NARUC is forming a task force to find answers to close the broadband gap between rural and urban areas, said NARUC President Brandon Presley in an interview this week. Broadband's “one of the biggest challenges in rural America today” and will be a major focus of NARUC's “Bridging the Divide” theme over the next year, said Presley, elected president this month (see 1911210039). The Democratic chairman of the Mississippi Public Service Commission also seeks to tighten the working relationship between state and FCC officials, he said.
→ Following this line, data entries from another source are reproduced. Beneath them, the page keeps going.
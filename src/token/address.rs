//! Account identities
//!
//! An [`Address`] is an opaque 20-byte account handle. The all-zero address is
//! reserved to mean "no account" and is rejected wherever an operation needs a
//! real owner, spender, sender or recipient.

use serde::{Deserialize, Deserializer, Serialize, Serializer};
use std::fmt;
use std::str::FromStr;
use thiserror::Error;

use crate::crypto::sha256;

/// Length of an address in bytes
pub const ADDRESS_LEN: usize = 20;

/// Address parsing errors
#[derive(Error, Debug, PartialEq, Eq)]
pub enum AddressError {
    #[error("Invalid address length: expected {expected} hex characters, got {got}")]
    InvalidLength { expected: usize, got: usize },
    #[error("Invalid hex in address: {0}")]
    InvalidHex(String),
}

/// A ledger account identity
#[derive(Clone, Copy, PartialEq, Eq, Hash, PartialOrd, Ord, Default)]
pub struct Address([u8; ADDRESS_LEN]);

impl Address {
    /// The reserved zero identity
    pub const ZERO: Address = Address([0u8; ADDRESS_LEN]);

    /// Build an address from the trailing 20 bytes of a digest
    ///
    /// Digests shorter than an address are left-padded with zeros.
    pub fn from_digest(digest: &[u8]) -> Self {
        let mut bytes = [0u8; ADDRESS_LEN];
        if digest.len() >= ADDRESS_LEN {
            bytes.copy_from_slice(&digest[digest.len() - ADDRESS_LEN..]);
        } else {
            bytes[ADDRESS_LEN - digest.len()..].copy_from_slice(digest);
        }
        Self(bytes)
    }

    /// Deterministic address derived from a label
    pub fn from_seed(seed: &str) -> Self {
        Self::from_digest(&sha256(seed.as_bytes()))
    }

    pub fn as_bytes(&self) -> &[u8; ADDRESS_LEN] {
        &self.0
    }

    pub fn is_zero(&self) -> bool {
        self.0 == [0u8; ADDRESS_LEN]
    }
}

impl fmt::Display for Address {
    fn fmt(&self, f: &mut fmt::Formatter<'_>) -> fmt::Result {
        write!(f, "0x{}", hex::encode(self.0))
    }
}

impl fmt::Debug for Address {
    fn fmt(&self, f: &mut fmt::Formatter<'_>) -> fmt::Result {
        write!(f, "Address({})", self)
    }
}

impl FromStr for Address {
    type Err = AddressError;

    fn from_str(s: &str) -> Result<Self, Self::Err> {
        let s = s.trim();
        let digits = s
            .strip_prefix("0x")
            .or_else(|| s.strip_prefix("0X"))
            .unwrap_or(s);

        if digits.len() != ADDRESS_LEN * 2 {
            return Err(AddressError::InvalidLength {
                expected: ADDRESS_LEN * 2,
                got: digits.len(),
            });
        }

        let mut bytes = [0u8; ADDRESS_LEN];
        hex::decode_to_slice(digits, &mut bytes)
            .map_err(|e| AddressError::InvalidHex(e.to_string()))?;
        Ok(Self(bytes))
    }
}

// Addresses serialize as hex strings so they can key JSON maps.
impl Serialize for Address {
    fn serialize<S: Serializer>(&self, serializer: S) -> Result<S::Ok, S::Error> {
        serializer.serialize_str(&self.to_string())
    }
}

impl<'de> Deserialize<'de> for Address {
    fn deserialize<D: Deserializer<'de>>(deserializer: D) -> Result<Self, D::Error> {
        let s = String::deserialize(deserializer)?;
        s.parse().map_err(serde::de::Error::custom)
    }
}
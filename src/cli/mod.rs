//! Command-line interface for the ledger

pub mod commands;

pub use commands::*;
Refocus FCC efforts on shoring up Lifeline affordability and reaching out to all eligible consumers instead of setting up new barriers, stakeholders recommended in interviews this week and last. The FCC last week 3-2 denied a pause on a $2 monthly decrease in support for voice-only, while raising by 50 percent a monthly minimum for broadband to 3 GB (see 1911200015). The previous week, the agency issued a 3-2 order that would curb fraud and abuse, and a Further NPRM asks whether to ban free handsets with new signups (see 1911140064).
State attorneys general sparred with T-Mobile and Sprint ahead of the Dec. 9 trial on the carrier’s proposed combination that would also establish Dish Network as a national wireless carrier. Plaintiffs and defendants filed pretrial memos Tuesday at the U.S. District Court for the Southern District of New York. “We are proceeding as planned and will be going to trial in less than two weeks,” a spokesperson for New York AG Letitia James (D) emailed Wednesday.
Senate Judiciary Committee Chairman Lindsey Graham, R-S.C., is “OK” with permanently reauthorizing USA Patriot Act Section 215, except one provision: the call detail records program (see 1911120042), he told us. President Donald Trump signed a short-term funding bill through Dec. 20 on Nov. 21, extending the law through March 15, three months after the original December expiration.
Led by Senate Commerce Committee ranking member Maria Cantwell, Wash., Senate Democrats Tuesday unveiled federal privacy legislation. It has a provision Chairman Roger Wicker, R-Miss., regards as a nonstarter (see 1911250058).
Long the home of only one satellite operator, non-voice non-geostationary (NVNG) bands are getting increased commercial interest due to evolving small-satellite technology, satellite lawyers told us. The FCC completed an NVNG UHF band processing round last month and is expected to undertake a VHF one in response to a Myriota petition (see 1911190002), we were told.
FCC Media Bureau approval of Apollo Global Management-related Terrier Media’s buy of Cox Media Group and Northwest’s stations (see 1911220069) is another indication the FCC isn’t likely to approve deals with complications testing the limits of existing broadcast rules, attorneys, broadcasters and brokers said in interviews this week. “If it pushes the envelope, they’ll slow your deal up,” one broadcaster said.
House Commerce Committee ranking member Greg Walden of Oregon is the most recent in a string of six Communications Subcommittee Republican members who say they won't seek re-election in 2020 (see 1910280020). At the least, just less than half of the subcommittee's GOP roster is leaving at the end of this Congress. That turnover could present opportunities for remaining Republican veterans like House Communications ranking member Bob Latta of Ohio to have even more influence over telecom policymaking beginning in 2021. Some officials and experts we interviewed question how that will change the process.
Report ISPs are deploying broadband to all Americans "in a reasonable and timely fashion," industry told the FCC in comments posted through Monday in docket 19-285 on a notice of inquiry for the 15th annual Communications Act Section 706 report (see 1910230065). Critics said the last report overstated broadband deployment (see 1905290017).
Senate Commerce Committee Chairman Roger Wicker doesn’t think Democrats will insist on including a private right of action in bipartisan privacy legislation, he told reporters last week. The Mississippi Republican noted California’s privacy law limits private right of action. “I don’t think Democrats will insist on that in a final bill,” he said. “I don’t expect this Congress to move to the left of the California initiative.”